LeetCode-in-Java

1869. Longer Contiguous Segments of Ones than Zeros

Easy

Given a binary string s, return true if the longest contiguous segment of 1‘s is strictly longer than the longest contiguous segment of 0‘s in s, or return false otherwise.

• For example, in s = "110100010" the longest continuous segment of 1s has length 2, and the longest continuous segment of 0s has length 3.

Note that if there are no 0’s, then the longest continuous segment of 0’s is considered to have a length 0. The same applies if there is no 1’s.

Example 1:

Input: s = “1101”

Output: true

Explanation:

The longest contiguous segment of 1s has length 2: “1101”
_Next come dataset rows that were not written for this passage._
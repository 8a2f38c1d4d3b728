//! Aggregated health snapshot for external probes.
//!
//! Pulls the observable state of every component into one serializable
//! snapshot and derives an overall status. The rules: any open circuit or a
//! degraded bus each count as a major signal — one makes the system at
//! least `degraded`, two make it `critical`. A request-latency P95 beyond
//! 1.5× its target or memory pressure also force at least `degraded`.

use arc_swap::ArcSwapOption;
use serde::Serialize;
use std::sync::Arc;

use crate::analyzers::LoadError;
use crate::breaker::{CircuitSnapshot, CircuitState};
use crate::events::{EventCounters, EventKind};
use crate::governor::GovernorUtilization;
use crate::metrics::{MemoryStatus, MetricSummary, epoch_ms};

#[derive(Clone, Copy, Debug, PartialEq, Eq, Serialize)]
#[serde(rename_all = "lowercase")]
pub enum HealthState {
    Ok,
    Degraded,
    Critical,
}

/// Recent event counts per category.
#[derive(Clone, Debug, Serialize)]
pub struct ViolationCounts {
    pub performance: u64,
    pub memory_pressure: u64,
    pub circuit_changes: u64,
    pub security: u64,
}

#[derive(Clone, Debug, Serialize)]
pub struct HealthSnapshot {
    pub status: HealthState,
    pub timestamp_ms: u64,
    pub metrics: Vec<MetricSummary>,
    pub memory: MemoryStatus,
    pub circuit: CircuitSnapshot,
    pub governor: GovernorUtilization,
    pub bus_degraded: bool,
    pub analyzers: Vec<String>,
    pub analyzer_load_errors: Vec<LoadError>,
    pub cache_entries: usize,
    pub tracked_requests: usize,
    pub violations: ViolationCounts,
}

/// Inputs the status rules look at, separated from the snapshot assembly so
/// the rules stay unit-testable.
pub struct StatusInputs {
    pub circuit_state: CircuitState,
    pub bus_degraded: bool,
    pub request_p95_ms: Option<f64>,
    pub request_p95_target_ms: u64,
    pub memory_pressure: bool,
}

pub fn overall_status(inputs: &StatusInputs) -> HealthState {
    let mut major = 0;
    if inputs.circuit_state == CircuitState::Open {
        major += 1;
    }
    if inputs.bus_degraded {
        major += 1;
    }
    if major >= 2 {
        return HealthState::Critical;
    }

    let p95_breached = inputs
        .request_p95_ms
        .is_some_and(|p95| p95 > inputs.request_p95_target_ms as f64 * 1.5);

    if major == 1 || p95_breached || inputs.memory_pressure {
        HealthState::Degraded
    } else {
        HealthState::Ok
    }
}

pub fn violation_counts(counters: &EventCounters) -> ViolationCounts {
    ViolationCounts {
        performance: counters.count(EventKind::PerformanceViolation),
        memory_pressure: counters.count(EventKind::MemoryPressure),
        circuit_changes: counters.count(EventKind::CircuitStateChange),
        security: counters.count(EventKind::Security),
    }
}

/// Lock-free slot holding the most recently built snapshot, so probes can
/// read the last known state without touching the components.
#[derive(Default)]
pub struct SnapshotSlot {
    last: ArcSwapOption<HealthSnapshot>,
}

impl SnapshotSlot {
    pub fn new() -> Self {
        Self::default()
    }

    pub fn store(&self, snapshot: HealthSnapshot) {
        self.last.store(Some(Arc::new(snapshot)));
    }

    pub fn last(&self) -> Option<Arc<HealthSnapshot>> {
        self.last.load_full()
    }
}

/// Convenience used by the snapshot assembly.
pub fn stamp() -> u64 {
    epoch_ms()
}

#[cfg(test)]
mod tests {
    use super::*;

    fn inputs() -> StatusInputs {
        StatusInputs {
            circuit_state: CircuitState::Closed,
            bus_degraded: false,
            request_p95_ms: Some(100.0),
            request_p95_target_ms: 200,
            memory_pressure: false,
        }
    }

    #[test]
    fn healthy_by_default() {
        assert_eq!(overall_status(&inputs()), HealthState::Ok);
    }

    #[test]
    fn one_major_signal_is_degraded() {
        let mut i = inputs();
        i.circuit_state = CircuitState::Open;
        assert_eq!(overall_status(&i), HealthState::Degraded);

        let mut i = inputs();
        i.bus_degraded = true;
        assert_eq!(overall_status(&i), HealthState::Degraded);
    }

    #[test]
    fn two_major_signals_are_critical() {
        let mut i = inputs();
        i.circuit_state = CircuitState::Open;
        i.bus_degraded = true;
        assert_eq!(overall_status(&i), HealthState::Critical);
    }

    #[test]
    fn slow_p95_is_degraded() {
        let mut i = inputs();
        i.request_p95_ms = Some(301.0); // > 200 * 1.5
        assert_eq!(overall_status(&i), HealthState::Degraded);

        i.request_p95_ms = Some(300.0); // exactly at the line is fine
        assert_eq!(overall_status(&i), HealthState::Ok);
    }

    #[test]
    fn memory_pressure_is_degraded() {
        let mut i = inputs();
        i.memory_pressure = true;
        assert_eq!(overall_status(&i), HealthState::Degraded);
    }

    #[test]
    fn half_open_circuit_is_not_major() {
        let mut i = inputs();
        i.circuit_state = CircuitState::HalfOpen;
        assert_eq!(overall_status(&i), HealthState::Ok);
    }

    #[test]
    fn snapshot_slot_keeps_latest() {
        let slot = SnapshotSlot::new();
        assert!(slot.last().is_none());
    }
}
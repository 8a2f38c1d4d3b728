//! Analyzer capability: the plugin contract and the registry.
//!
//! Feature analyzers are independent detectors (EXIF coherence, noise
//! residue, compression history, …) that each score one artifact. The core
//! never looks inside them; it only demands the [`Analyzer`] contract.
//! Implementations are registered at construction into an
//! [`AnalyzerRegistry`]; an analyzer that cannot be registered is recorded
//! as a load error and skipped, never fatal. Registered analyzers are
//! treated as immutable: any per-call state belongs inside the
//! implementation.

use std::sync::Arc;

use async_trait::async_trait;
use bytes::Bytes;
use serde::Serialize;

use crate::artifact::ArtifactClass;
use crate::verdict::Confidence;

pub mod runner;

/// Everything an analyzer receives for one invocation.
#[derive(Clone, Debug)]
pub struct AnalyzerInput {
    pub artifact_id: String,
    pub correlation_id: String,
    /// On-disk location, when the artifact is file-backed.
    pub path: Option<std::path::PathBuf>,
    /// In-memory bytes, when it is not.
    pub data: Option<Bytes>,
    pub class: ArtifactClass,
    /// Operator-provided settings bag, shared by all analyzers.
    pub settings: Arc<serde_json::Value>,
}

/// What an analyzer reports back on success.
#[derive(Clone, Debug)]
pub struct AnalyzerOutcome {
    /// Synthetic-likelihood score in `[0, 1]`, or `None` when the artifact
    /// could not be scored (unsupported variant, missing metadata).
    pub score: Option<f64>,
    pub confidence: Confidence,
    /// Analyzer-specific findings surfaced verbatim in the verdict.
    pub detail: serde_json::Map<String, serde_json::Value>,
}

impl AnalyzerOutcome {
    pub fn scored(score: f64, confidence: Confidence) -> Self {
        Self { score: Some(score), confidence, detail: serde_json::Map::new() }
    }

    pub fn unscored() -> Self {
        Self { score: None, confidence: Confidence::Low, detail: serde_json::Map::new() }
    }
}

/// Contract every feature analyzer satisfies.
///
/// Implementations must be side-effect-free with respect to each other:
/// the runner invokes all of them concurrently over the same input.
#[async_trait]
pub trait Analyzer: Send + Sync + 'static {
    /// Unique name, surfaced in results and verdict details.
    fn name(&self) -> &'static str;

    /// Implementation version, surfaced next to the name.
    fn version(&self) -> &'static str;

    async fn analyze(&self, input: &AnalyzerInput) -> anyhow::Result<AnalyzerOutcome>;
}

/// Why an analyzer was rejected at registration.
#[derive(Clone, Debug, Serialize)]
pub struct LoadError {
    pub analyzer: String,
    pub reason: String,
}

/// Compile-time capability registry.
///
/// The set of analyzers is fixed once the engine is built; discovery
/// happens in code, not on the filesystem. Rejections are recorded and the
/// registry keeps going.
#[derive(Default)]
pub struct AnalyzerRegistry {
    analyzers: Vec<Arc<dyn Analyzer>>,
    load_errors: Vec<LoadError>,
}

impl AnalyzerRegistry {
    pub fn new() -> Self {
        Self::default()
    }

    /// Registers one analyzer. Duplicate or empty names are recorded as
    /// load errors and skipped.
    pub fn register(&mut self, analyzer: Arc<dyn Analyzer>) {
        let name = analyzer.name();
        if name.trim().is_empty() {
            self.load_errors.push(LoadError {
                analyzer: "<unnamed>".into(),
                reason: "analyzer declared an empty name".into(),
            });
            return;
        }
        if self.analyzers.iter().any(|a| a.name() == name) {
            self.load_errors.push(LoadError {
                analyzer: name.into(),
                reason: "duplicate analyzer name".into(),
            });
            return;
        }
        tracing::info!(analyzer = name, version = analyzer.version(), "analyzer registered");
        self.analyzers.push(analyzer);
    }

    pub fn len(&self) -> usize {
        self.analyzers.len()
    }

    pub fn is_empty(&self) -> bool {
        self.analyzers.is_empty()
    }

    pub fn iter(&self) -> impl Iterator<Item = &Arc<dyn Analyzer>> {
        self.analyzers.iter()
    }

    pub fn names(&self) -> Vec<&'static str> {
        self.analyzers.iter().map(|a| a.name()).collect()
    }

    pub fn load_errors(&self) -> &[LoadError] {
        &self.load_errors
    }
}

#[cfg(test)]
pub(crate) mod testing {
    use super::*;
    use std::time::Duration;

    /// Deterministic analyzer for tests: fixed score, optional delay or
    /// forced failure.
    pub struct StubAnalyzer {
        pub stub_name: &'static str,
        pub score: Option<f64>,
        pub confidence: Confidence,
        pub delay: Duration,
        pub fail: bool,
    }

    impl StubAnalyzer {
        pub fn scoring(name: &'static str, score: f64, confidence: Confidence) -> Self {
            Self {
                stub_name: name,
                score: Some(score),
                confidence,
                delay: Duration::ZERO,
                fail: false,
            }
        }

        pub fn failing(name: &'static str) -> Self {
            Self {
                stub_name: name,
                score: None,
                confidence: Confidence::Error,
                delay: Duration::ZERO,
                fail: true,
            }
        }

        pub fn slow(name: &'static str, delay: Duration) -> Self {
            Self {
                stub_name: name,
                score: Some(0.5),
                confidence: Confidence::Medium,
                delay,
                fail: false,
            }
        }
    }

    #[async_trait]
    impl Analyzer for StubAnalyzer {
        fn name(&self) -> &'static str {
            self.stub_name
        }

        fn version(&self) -> &'static str {
            "test"
        }

        async fn analyze(&self, _input: &AnalyzerInput) -> anyhow::Result<AnalyzerOutcome> {
            if !self.delay.is_zero() {
                tokio::time::sleep(self.delay).await;
            }
            if self.fail {
                anyhow::bail!("stub analyzer failed on purpose");
            }
            Ok(AnalyzerOutcome {
                score: self.score,
                confidence: self.confidence,
                detail: serde_json::Map::new(),
            })
        }
    }
}

#[cfg(test)]
mod tests {
    use super::testing::StubAnalyzer;
    use super::*;

    #[test]
    fn duplicate_names_become_load_errors() {
        let mut registry = AnalyzerRegistry::new();
        registry.register(Arc::new(StubAnalyzer::scoring("exif", 0.9, Confidence::High)));
        registry.register(Arc::new(StubAnalyzer::scoring("exif", 0.1, Confidence::Low)));

        assert_eq!(registry.len(), 1);
        assert_eq!(registry.load_errors().len(), 1);
        assert_eq!(registry.load_errors()[0].analyzer, "exif");
    }

    #[test]
    fn empty_name_is_rejected() {
        let mut registry = AnalyzerRegistry::new();
        registry.register(Arc::new(StubAnalyzer::scoring("", 0.9, Confidence::High)));
        assert!(registry.is_empty());
        assert_eq!(registry.load_errors().len(), 1);
    }

    #[test]
    fn names_reflect_registration_order() {
        let mut registry = AnalyzerRegistry::new();
        registry.register(Arc::new(StubAnalyzer::scoring("noise", 0.2, Confidence::Medium)));
        registry.register(Arc::new(StubAnalyzer::scoring("exif", 0.9, Confidence::High)));
        assert_eq!(registry.names(), vec!["noise", "exif"]);
    }
}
The longest contiguous segment of 0s has length 1: “1101”

The segment of 1s is longer, so return true.

Example 2:

Input: s = “111000”

Output: false

Explanation:

The longest contiguous segment of 1s has length 3: “111000”

The longest contiguous segment of 0s has length 3: “111000”

The segment of 1s is not longer, so return false.

Example 3:

Input: s = “110100010”

Output: false

Explanation:

The longest contiguous segment of 1s has length 2: “110100010”

The longest contiguous segment of 0s has length 3: “110100010”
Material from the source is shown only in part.